Among the assets was soprano Rebecca Evans, as a bright, spunky
Zerlina, the peasant girl who almost falls prey to the Don. She
brought a lovely, melting tone to the two arias she sings to her
fiance Masetto, well portrayed by bass Oren Gradus.
As Donna Anna, the noblewoman whose father the Don slays in a
duel, soprano Barbara Frittoli commanded admiration. What her
voice lacked in intrinsic beauty, she more than made up for with
an honest musicianship that was always vocally and emotionally on
target. The role of her patient lover, Don Ottavio, was sung by
Michael Schade, whose refined, light tenor voice made his two
arias, including the famous "Il mio tesoro" a treat for
the ears.
Bass-baritone Richard Bernstein was a wonderfully toothy and
vulgar Leporello, the Don's long-suffering manservant, and bass
Eric Halfvarson intoned ominously as Donna Anna's father, who
reappears as a statue to usher Don Giovanni into the underworld.
Soprano Carol Vaness used her keen sense of Mozart style to
compensate for a lack of security in her upper register and
turned in a poignant portrayal of Donna Elvira, the seduced and
abandoned victim who keeps coming back for more.

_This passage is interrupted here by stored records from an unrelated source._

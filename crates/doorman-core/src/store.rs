//! Shared observation store.
//!
//! All cross-worker communication goes through this table: the passive
//! scanner records sightings, the evaluator records probe results and
//! verdicts, and the status interface reads snapshots. Every operation takes
//! the single lock, mutates or copies, and releases it; the lock is never
//! held across I/O or sleeps.

use std::time::Instant;

use tokio::sync::RwLock;

use crate::types::{DeviceAddress, DeviceObservation, PresenceState, ProbeOutcome, TrackedDevice};

/// A device together with its current observation, as captured by
/// [`PresenceStore::snapshot`].
#[derive(Debug, Clone)]
pub struct DeviceStatus {
    /// The tracked device.
    pub device: TrackedDevice,
    /// Its observation at snapshot time.
    pub observation: DeviceObservation,
}

/// Point-in-time copy of the whole store.
#[derive(Debug, Clone)]
pub struct PresenceSnapshot {
    /// All devices in their configured evaluation order.
    pub devices: Vec<DeviceStatus>,
    /// The global flag as of the last completed evaluation cycle.
    pub global: bool,
}

struct StoreInner {
    devices: Vec<DeviceStatus>,
    global: bool,
}

/// Mutex-guarded table of per-device observations plus the derived global
/// presence flag.
///
/// Observations are created once at startup for the fixed device set and live
/// for the process lifetime. `presence`, `last_result` and the global flag
/// are written only by the evaluator; sightings and probe bookkeeping may be
/// written by the scanner and evaluator respectively. Writes for unknown
/// addresses are ignored.
pub struct PresenceStore {
    inner: RwLock<StoreInner>,
    failure_cap: u32,
}

impl PresenceStore {
    /// Create a store for a fixed device set.
    ///
    /// `max_failures` bounds the per-device failure counter at
    /// `max_failures + 1`.
    pub fn new(devices: impl IntoIterator<Item = TrackedDevice>, max_failures: u32) -> Self {
        let devices = devices
            .into_iter()
            .map(|device| DeviceStatus {
                device,
                observation: DeviceObservation::new(),
            })
            .collect();
        Self {
            inner: RwLock::new(StoreInner {
                devices,
                global: false,
            }),
            failure_cap: max_failures.saturating_add(1),
        }
    }

    /// Point-in-time copy of all observations and the global flag.
    pub async fn snapshot(&self) -> PresenceSnapshot {
        let inner = self.inner.read().await;
        PresenceSnapshot {
            devices: inner.devices.clone(),
            global: inner.global,
        }
    }

    /// The global flag as of the last completed evaluation cycle.
    pub async fn global(&self) -> bool {
        self.inner.read().await.global
    }

    /// Record a sighting of `address` at `at`. `last_seen` only ever
    /// advances; a stale timestamp cannot move it backwards.
    pub async fn record_sighting(&self, address: &DeviceAddress, at: Instant) {
        let mut inner = self.inner.write().await;
        if let Some(obs) = observation_mut(&mut inner, address) {
            obs.last_seen = Some(obs.last_seen.map_or(at, |prev| prev.max(at)));
        }
    }

    /// Record that an active probe was started at `at`; a successful probe
    /// also counts as a sighting.
    pub async fn record_probe_result(&self, address: &DeviceAddress, at: Instant, success: bool) {
        let mut inner = self.inner.write().await;
        if let Some(obs) = observation_mut(&mut inner, address) {
            obs.last_probe = Some(at);
            if success {
                obs.last_seen = Some(obs.last_seen.map_or(at, |prev| prev.max(at)));
            }
        }
    }

    /// Reset the failure counter on success, otherwise increment it, capped
    /// at `max_failures + 1`.
    pub async fn update_failures(&self, address: &DeviceAddress, success: bool) {
        let mut inner = self.inner.write().await;
        if let Some(obs) = observation_mut(&mut inner, address) {
            obs.consecutive_failures = if success {
                0
            } else {
                obs.consecutive_failures
                    .saturating_add(1)
                    .min(self.failure_cap)
            };
        }
    }

    /// Write a verdict for one device. Called only by the evaluator.
    pub async fn set_presence(
        &self,
        address: &DeviceAddress,
        presence: PresenceState,
        outcome: ProbeOutcome,
    ) {
        let mut inner = self.inner.write().await;
        if let Some(obs) = observation_mut(&mut inner, address) {
            obs.presence = presence;
            obs.last_result = outcome;
        }
    }

    /// Record that this cycle neither probed the device nor changed its
    /// verdict. Called only by the evaluator.
    pub async fn mark_skipped(&self, address: &DeviceAddress) {
        let mut inner = self.inner.write().await;
        if let Some(obs) = observation_mut(&mut inner, address) {
            obs.last_result = ProbeOutcome::Skip;
        }
    }

    /// Publish the global flag. Called once per completed evaluation cycle.
    pub async fn publish_global(&self, present: bool) {
        self.inner.write().await.global = present;
    }
}

fn observation_mut<'a>(
    inner: &'a mut StoreInner,
    address: &DeviceAddress,
) -> Option<&'a mut DeviceObservation> {
    inner
        .devices
        .iter_mut()
        .find(|slot| &slot.device.address == address)
        .map(|slot| &mut slot.observation)
}

#[cfg(test)]
mod tests {
    use std::time::Duration;

    use super::*;

    fn store_with(addresses: &[&str]) -> PresenceStore {
        PresenceStore::new(
            addresses.iter().map(|a| TrackedDevice {
                address: a.parse().unwrap(),
                label: None,
            }),
            3,
        )
    }

    fn addr(s: &str) -> DeviceAddress {
        s.parse().unwrap()
    }

    #[tokio::test]
    async fn sighting_never_moves_backwards() {
        let store = store_with(&["0C:15:63:DF:61:2F"]);
        let address = addr("0C:15:63:DF:61:2F");
        let base = Instant::now();
        let later = base + Duration::from_secs(5);

        store.record_sighting(&address, later).await;
        store.record_sighting(&address, base).await;

        let snapshot = store.snapshot().await;
        assert_eq!(snapshot.devices[0].observation.last_seen, Some(later));
    }

    #[tokio::test]
    async fn failures_reset_on_success_and_cap_on_failure() {
        let store = store_with(&["0C:15:63:DF:61:2F"]);
        let address = addr("0C:15:63:DF:61:2F");

        for _ in 0..10 {
            store.update_failures(&address, false).await;
        }
        let snapshot = store.snapshot().await;
        // cap is max_failures + 1
        assert_eq!(snapshot.devices[0].observation.consecutive_failures, 4);

        store.update_failures(&address, true).await;
        let snapshot = store.snapshot().await;
        assert_eq!(snapshot.devices[0].observation.consecutive_failures, 0);
    }

    #[tokio::test]
    async fn successful_probe_advances_last_seen() {
        let store = store_with(&["0C:15:63:DF:61:2F"]);
        let address = addr("0C:15:63:DF:61:2F");
        let at = Instant::now();

        store.record_probe_result(&address, at, false).await;
        let snapshot = store.snapshot().await;
        assert_eq!(snapshot.devices[0].observation.last_probe, Some(at));
        assert_eq!(snapshot.devices[0].observation.last_seen, None);

        store.record_probe_result(&address, at, true).await;
        let snapshot = store.snapshot().await;
        assert_eq!(snapshot.devices[0].observation.last_seen, Some(at));
    }

    #[tokio::test]
    async fn unknown_address_is_ignored() {
        let store = store_with(&["0C:15:63:DF:61:2F"]);
        let stranger = addr("FF:FF:FF:FF:FF:FF");

        store.record_sighting(&stranger, Instant::now()).await;
        store.update_failures(&stranger, false).await;

        let snapshot = store.snapshot().await;
        assert_eq!(snapshot.devices.len(), 1);
        assert_eq!(snapshot.devices[0].observation.last_seen, None);
    }

    #[tokio::test]
    async fn snapshot_preserves_configured_order() {
        let store = store_with(&["0C:15:63:DF:61:2F", "80:04:5F:A2:66:57"]);
        let snapshot = store.snapshot().await;
        assert_eq!(
            snapshot.devices[0].device.address.as_str(),
            "0C:15:63:DF:61:2F"
        );
        assert_eq!(
            snapshot.devices[1].device.address.as_str(),
            "80:04:5F:A2:66:57"
        );
    }

    #[tokio::test]
    async fn global_flag_is_published_value() {
        let store = store_with(&["0C:15:63:DF:61:2F"]);
        assert!(!store.global().await);
        store.publish_global(true).await;
        assert!(store.global().await);
        assert!(store.snapshot().await.global);
    }
}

But what of the title character, who ideally must combine
devastating charm with a dangerous cruelty and self-absorption?
Russian baritone Dmitri Hvorostovksy has charm to burn -- his
velvety tones in his Serenade or the duet "La ci darem la
mano" with Zerlina made him seem a most plausible seducer.
But the menace was lacking; when he wasn't flashing a flirtatious
smile, he sometimes tended to fade into the background.
Some of the problem may be that the soft-grained texture of his
voice is hard pressed to dominate the Met's vast stage. That's
partly the fault of the production itself, which though ingenious
in its use of sliding columns and descending backdrops, leaves
the singers too much space to conquer.
Conductor Sylvain Cambreling didn't help matters by favoring slow
tempos that rarely made the score crackle with energy and
tension.
The current season apparently marks the last outing for the
production. Tentative plans call for a new version, directed by
Dieter Dorn, to premiere in spring of 2004.